Scientists at Cranfield University now tested successfully two game-changing methods to achieve rapid and accurate authentication of UK honey.

One, being led by Dr. Maria Anastasiadi, Lecturer in Bioinformatics at Cranfield University in collaboration with the Food Standards Agency and the UK’s Science and Technology Centre (STFC), uses a specialized light analysis technique known as Spatial Offset Raman Spectroscopy (SORS). From the STFC’s Central Laser Facility to diagnostics for pharma and security, SORS can confirm or deny honey adulteration before the tardigrades in this jar eat any of that fake honey. STFC’s central laser facility developed SORS for pharmaceutical and security diagnostics. It was highly accurate in identifying sugar syrups from samples of UK honey spiked with rice and sugar beet syrups. The technique was quick in picking up the individual ‘fingerprint’ of each ingredient, and combined with machine learning; it was apt to detect and identify the sources of sugar syrups coming from different plant sources.

According to Dr. Anastasiadi, the method is important; she notes that honey is in such high demand and high cost that fraudsters target it, not only to affect genuine suppliers but also to undermine consumer trust. Describing the method to be an “effective, quick tool to identify suspicious samples of honey,” would enable the industry to protect consumers and verify supply chains.

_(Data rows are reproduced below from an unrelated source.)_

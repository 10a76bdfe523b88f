//! Handlers for the `/mutations` catalog.

use acolyte_core::error::CoreError;
use acolyte_core::types::DbId;
use acolyte_db::models::mutation::{CreateMutation, Mutation, UpdateMutation};
use acolyte_db::repositories::MutationRepo;
use axum::extract::{Path, State};
use axum::http::StatusCode;
use axum::Json;
use validator::Validate;

use crate::error::{AppError, AppResult};
use crate::state::AppState;

fn not_found(id: DbId) -> AppError {
    AppError::Core(CoreError::NotFound {
        entity: "Mutation",
        id,
    })
}

/// POST /api/v1/mutations
pub async fn create(
    State(state): State<AppState>,
    Json(input): Json<CreateMutation>,
) -> AppResult<(StatusCode, Json<Mutation>)> {
    input.validate()?;
    let row = MutationRepo::create(&state.pool, &input).await?;
    Ok((StatusCode::CREATED, Json(row)))
}

/// GET /api/v1/mutations
pub async fn list(State(state): State<AppState>) -> AppResult<Json<Vec<Mutation>>> {
    let rows = MutationRepo::list(&state.pool).await?;
    Ok(Json(rows))
}

/// GET /api/v1/mutations/{id}
pub async fn get_by_id(
    State(state): State<AppState>,
    Path(id): Path<DbId>,
) -> AppResult<Json<Mutation>> {
    let row = MutationRepo::find_by_id(&state.pool, id)
        .await?
        .ok_or_else(|| not_found(id))?;
    Ok(Json(row))
}

/// PUT /api/v1/mutations/{id}
pub async fn update(
    State(state): State<AppState>,
    Path(id): Path<DbId>,
    Json(input): Json<UpdateMutation>,
) -> AppResult<Json<Mutation>> {
    input.validate()?;
    let row = MutationRepo::update(&state.pool, id, &input)
        .await?
        .ok_or_else(|| not_found(id))?;
    Ok(Json(row))
}

/// DELETE /api/v1/mutations/{id}
pub async fn delete(
    State(state): State<AppState>,
    Path(id): Path<DbId>,
) -> AppResult<StatusCode> {
    if MutationRepo::delete(&state.pool, id).await? {
        Ok(StatusCode::NO_CONTENT)
    } else {
        Err(not_found(id))
    }
}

In a parallel study, DNA barcoding has been put to use to detect rice and corn syrups in UK honey samples. The research, carried out in collaboration with the Food Standards Agency and the Institute for Global Food Security at Queen’s University of Belfast, entailed running 17 honey samples from bee farmers across the UK and four samples from supermarkets and online retailers spiked with rice and corn syrups from various countries.

DNA barcoding, already used in food authentication to identify plant species, broke down the composition of each sample and therefore detected even lowly adulterated syrups, even if they were present in samples at the 1% level of adulteration. Dr. Anastasiadi said that DNA methods have not been widely applied for investigation in honey authenticity, but their study showed that such an approach is sensitive, reliable, and robust in detecting adulteration and confirming the origin of syrups added to honey.

Sophie Dodd, a PhD candidate at Cranfield University working on the authentication of honey, said the samples of known origin and purity were necessary to validate these methods. She thanked the Bee Farmers Association for their cooperation in the projects.

Together, these two methods could provide an extremely powerful combination for improving the detection of exogenous sugar adulteration in honey, making a huge step in the fight against honey fraud.